### EXERCISE DETAILS
Could you return the full listing, every line exactly as given?
#### THE DATA
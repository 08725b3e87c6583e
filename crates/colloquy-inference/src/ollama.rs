//! Ollama analysis backend implementation.

use async_trait::async_trait;
use reqwest::Client;
use serde::{Deserialize, Serialize};
use std::time::Instant;
use tracing::{debug, info};

use colloquy_core::{defaults, Error, Result};

use crate::provider::{build_analysis_prompt, AnalysisProvider, AnalysisRequest, AnalysisResponse};

/// Default Ollama endpoint.
pub const DEFAULT_OLLAMA_URL: &str = defaults::OLLAMA_URL;

/// Default analysis model.
pub const DEFAULT_ANALYSIS_MODEL: &str = defaults::ANALYSIS_MODEL;

/// Ollama-backed analysis provider.
///
/// Makes exactly one generate call per analysis; there is no retry or
/// backoff here, and no client-side timeout beyond the transport default.
pub struct OllamaAnalysisBackend {
    client: Client,
    base_url: String,
    model: String,
}

impl OllamaAnalysisBackend {
    /// Create a new backend with explicit configuration.
    pub fn new(base_url: String, model: String) -> Self {
        info!(
            subsystem = "inference",
            component = "ollama",
            base_url = %base_url,
            model = %model,
            "Initializing Ollama analysis backend"
        );
        Self {
            client: Client::new(),
            base_url,
            model,
        }
    }

    /// Create from environment variables, falling back to defaults.
    pub fn from_env() -> Self {
        let base_url = std::env::var(defaults::ENV_OLLAMA_URL)
            .unwrap_or_else(|_| DEFAULT_OLLAMA_URL.to_string());
        let model = std::env::var(defaults::ENV_ANALYSIS_MODEL)
            .unwrap_or_else(|_| DEFAULT_ANALYSIS_MODEL.to_string());
        Self::new(base_url, model)
    }
}

#[derive(Serialize)]
struct GenerateRequest<'a> {
    model: &'a str,
    prompt: &'a str,
    stream: bool,
}

#[derive(Deserialize)]
struct GenerateResponse {
    response: String,
}

#[async_trait]
impl AnalysisProvider for OllamaAnalysisBackend {
    async fn analyze(&self, req: &AnalysisRequest) -> Result<AnalysisResponse> {
        let start = Instant::now();
        let url = format!("{}/api/generate", self.base_url);
        let prompt = build_analysis_prompt(req);

        debug!(
            subsystem = "inference",
            component = "ollama",
            op = "analyze",
            subject_id = %req.subject_id,
            model = %self.model,
            unit_count = req.units.len(),
            "Sending analysis request"
        );

        // From<reqwest::Error> classifies transport failures as Network
        // and the rest as Api.
        let response = self
            .client
            .post(&url)
            .json(&GenerateRequest {
                model: &self.model,
                prompt: &prompt,
                stream: false,
            })
            .send()
            .await?;

        if !response.status().is_success() {
            let status = response.status();
            let body = response.text().await.unwrap_or_default();
            return Err(Error::Api(format!(
                "Ollama returned {}: {}",
                status, body
            )));
        }

        let envelope: GenerateResponse = response
            .json()
            .await
            .map_err(|e| Error::Validation(format!("Malformed analysis envelope: {}", e)))?;

        if envelope.response.trim().is_empty() {
            return Err(Error::Validation(
                "Analysis response envelope was empty".to_string(),
            ));
        }

        debug!(
            subsystem = "inference",
            component = "ollama",
            op = "analyze",
            subject_id = %req.subject_id,
            payload_len = envelope.response.len(),
            duration_ms = start.elapsed().as_millis() as u64,
            "Analysis response received"
        );

        Ok(AnalysisResponse {
            raw_text: envelope.response,
        })
    }

    async fn health_check(&self) -> Result<bool> {
        let url = format!("{}/api/tags", self.base_url);
        match self
            .client
            .get(&url)
            .timeout(std::time::Duration::from_secs(5))
            .send()
            .await
        {
            Ok(resp) => Ok(resp.status().is_success()),
            Err(_) => Ok(false),
        }
    }

    fn model_name(&self) -> &str {
        &self.model
    }
}

#[cfg(test)]
mod tests {
    use super::*;

    #[test]
    fn test_backend_new() {
        let backend = OllamaAnalysisBackend::new(
            "http://localhost:11434".to_string(),
            "gpt-oss:20b".to_string(),
        );
        assert_eq!(backend.base_url, "http://localhost:11434");
        assert_eq!(backend.model_name(), "gpt-oss:20b");
    }

    #[test]
    fn test_generate_request_serialization() {
        let req = GenerateRequest {
            model: "gpt-oss:20b",
            prompt: "analyze this",
            stream: false,
        };
        let json = serde_json::to_value(&req).unwrap();
        assert_eq!(json["model"], "gpt-oss:20b");
        assert_eq!(json["prompt"], "analyze this");
        assert_eq!(json["stream"], false);
    }

    #[test]
    fn test_generate_response_deserialization() {
        let json = r##"{"response": "# Insight\nContext:\nbody\n", "done": true}"##;
        let envelope: GenerateResponse = serde_json::from_str(json).unwrap();
        assert!(envelope.response.starts_with("# Insight"));
    }

    #[test]
    fn test_generate_response_missing_field_is_error() {
        let json = r#"{"done": true}"#;
        assert!(serde_json::from_str::<GenerateResponse>(json).is_err());
    }
}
########
### RESULT FOR THIS EXERCISE
repository 08725b3e87c6583e
filename crates/colloquy-inference/src/ollama.rs
//! Ollama analysis backend implementation.

use async_trait::async_trait;
use reqwest::Client;
use serde::{Deserialize, Serialize};
use std::time::Instant;
use tracing::{debug, info};

use colloquy_core::{defaults, Error, Result};

use crate::provider::{build_analysis_prompt, AnalysisProvider, AnalysisRequest, AnalysisResponse};

/// Default Ollama endpoint.
pub const DEFAULT_OLLAMA_URL: &str = defaults::OLLAMA_URL;

/// Default analysis model.
pub const DEFAULT_ANALYSIS_MODEL: &str = defaults::ANALYSIS_MODEL;

/// Ollama-backed analysis provider.
///
/// Makes exactly one generate call per analysis; there is no retry or
/// backoff here, and no client-side timeout beyond the transport default.
pub struct OllamaAnalysisBackend {
    client: Client,
    base_url: String,
    model: String,
}

impl OllamaAnalysisBackend {
    /// Create a new backend with explicit configuration.
    pub fn new(base_url: String, model: String) -> Self {
        info!(
            subsystem = "inference",
            component = "ollama",
            base_url = %base_url,
            model = %model,
            "Initializing Ollama analysis backend"
        );
        Self {
            client: Client::new(),
            base_url,
            model,
        }
    }

    /// Create from environment variables, falling back to defaults.
    pub fn from_env() -> Self {
        let base_url = std::env::var(defaults::ENV_OLLAMA_URL)
            .unwrap_or_else(|_| DEFAULT_OLLAMA_URL.to_string());
        let model = std::env::var(defaults::ENV_ANALYSIS_MODEL)
            .unwrap_or_else(|_| DEFAULT_ANALYSIS_MODEL.to_string());
        Self::new(base_url, model)
    }
}

#[derive(Serialize)]
struct GenerateRequest<'a> {
    model: &'a str,
    prompt: &'a str,
    stream: bool,
}

#[derive(Deserialize)]
struct GenerateResponse {
    response: String,
}

#[async_trait]
impl AnalysisProvider for OllamaAnalysisBackend {
    async fn analyze(&self, req: &AnalysisRequest) -> Result<AnalysisResponse> {
        let start = Instant::now();
        let url = format!("{}/api/generate", self.base_url);
        let prompt = build_analysis_prompt(req);

        debug!(
            subsystem = "inference",
            component = "ollama",
            op = "analyze",
            subject_id = %req.subject_id,
            model = %self.model,
            unit_count = req.units.len(),
            "Sending analysis request"
        );

        // From<reqwest::Error> classifies transport failures as Network
        // and the rest as Api.
        let response = self
            .client
            .post(&url)
            .json(&GenerateRequest {
                model: &self.model,
                prompt: &prompt,
                stream: false,
            })
            .send()
            .await?;

        if !response.status().is_success() {
            let status = response.status();
            let body = response.text().await.unwrap_or_default();
            return Err(Error::Api(format!(
                "Ollama returned {}: {}",
                status, body
            )));
        }

        let envelope: GenerateResponse = response
            .json()
            .await
            .map_err(|e| Error::Validation(format!("Malformed analysis envelope: {}", e)))?;

        if envelope.response.trim().is_empty() {
            return Err(Error::Validation(
                "Analysis response envelope was empty".to_string(),
            ));
        }

        debug!(
            subsystem = "inference",
            component = "ollama",
            op = "analyze",
            subject_id = %req.subject_id,
            payload_len = envelope.response.len(),
            duration_ms = start.elapsed().as_millis() as u64,
            "Analysis response received"
        );

        Ok(AnalysisResponse {
            raw_text: envelope.response,
        })
    }

    async fn health_check(&self) -> Result<bool> {
        let url = format!("{}/api/tags", self.base_url);
        match self
            .client
            .get(&url)
            .timeout(std::time::Duration::from_secs(5))
            .send()
            .await
        {
            Ok(resp) => Ok(resp.status().is_success()),
            Err(_) => Ok(false),
        }
    }

    fn model_name(&self) -> &str {
        &self.model
    }
}

#[cfg(test)]
mod tests {
    use super::*;

    #[test]
    fn test_backend_new() {
        let backend = OllamaAnalysisBackend::new(
            "http://localhost:11434".to_string(),
            "gpt-oss:20b".to_string(),
        );
        assert_eq!(backend.base_url, "http://localhost:11434");
        assert_eq!(backend.model_name(), "gpt-oss:20b");
    }

    #[test]
    fn test_generate_request_serialization() {
        let req = GenerateRequest {
            model: "gpt-oss:20b",
            prompt: "analyze this",
            stream: false,
        };
        let json = serde_json::to_value(&req).unwrap();
        assert_eq!(json["model"], "gpt-oss:20b");
        assert_eq!(json["prompt"], "analyze this");
        assert_eq!(json["stream"], false);
    }

    #[test]
    fn test_generate_response_deserialization() {
        let json = r##"{"response": "# Insight\nContext:\nbody\n", "done": true}"##;
        let envelope: GenerateResponse = serde_json::from_str(json).unwrap();
        assert!(envelope.response.starts_with("# Insight"));
    }

    #[test]
    fn test_generate_response_missing_field_is_error() {
        let json = r#"{"done": true}"#;
        assert!(serde_json::from_str::<GenerateResponse>(json).is_err());
    }
}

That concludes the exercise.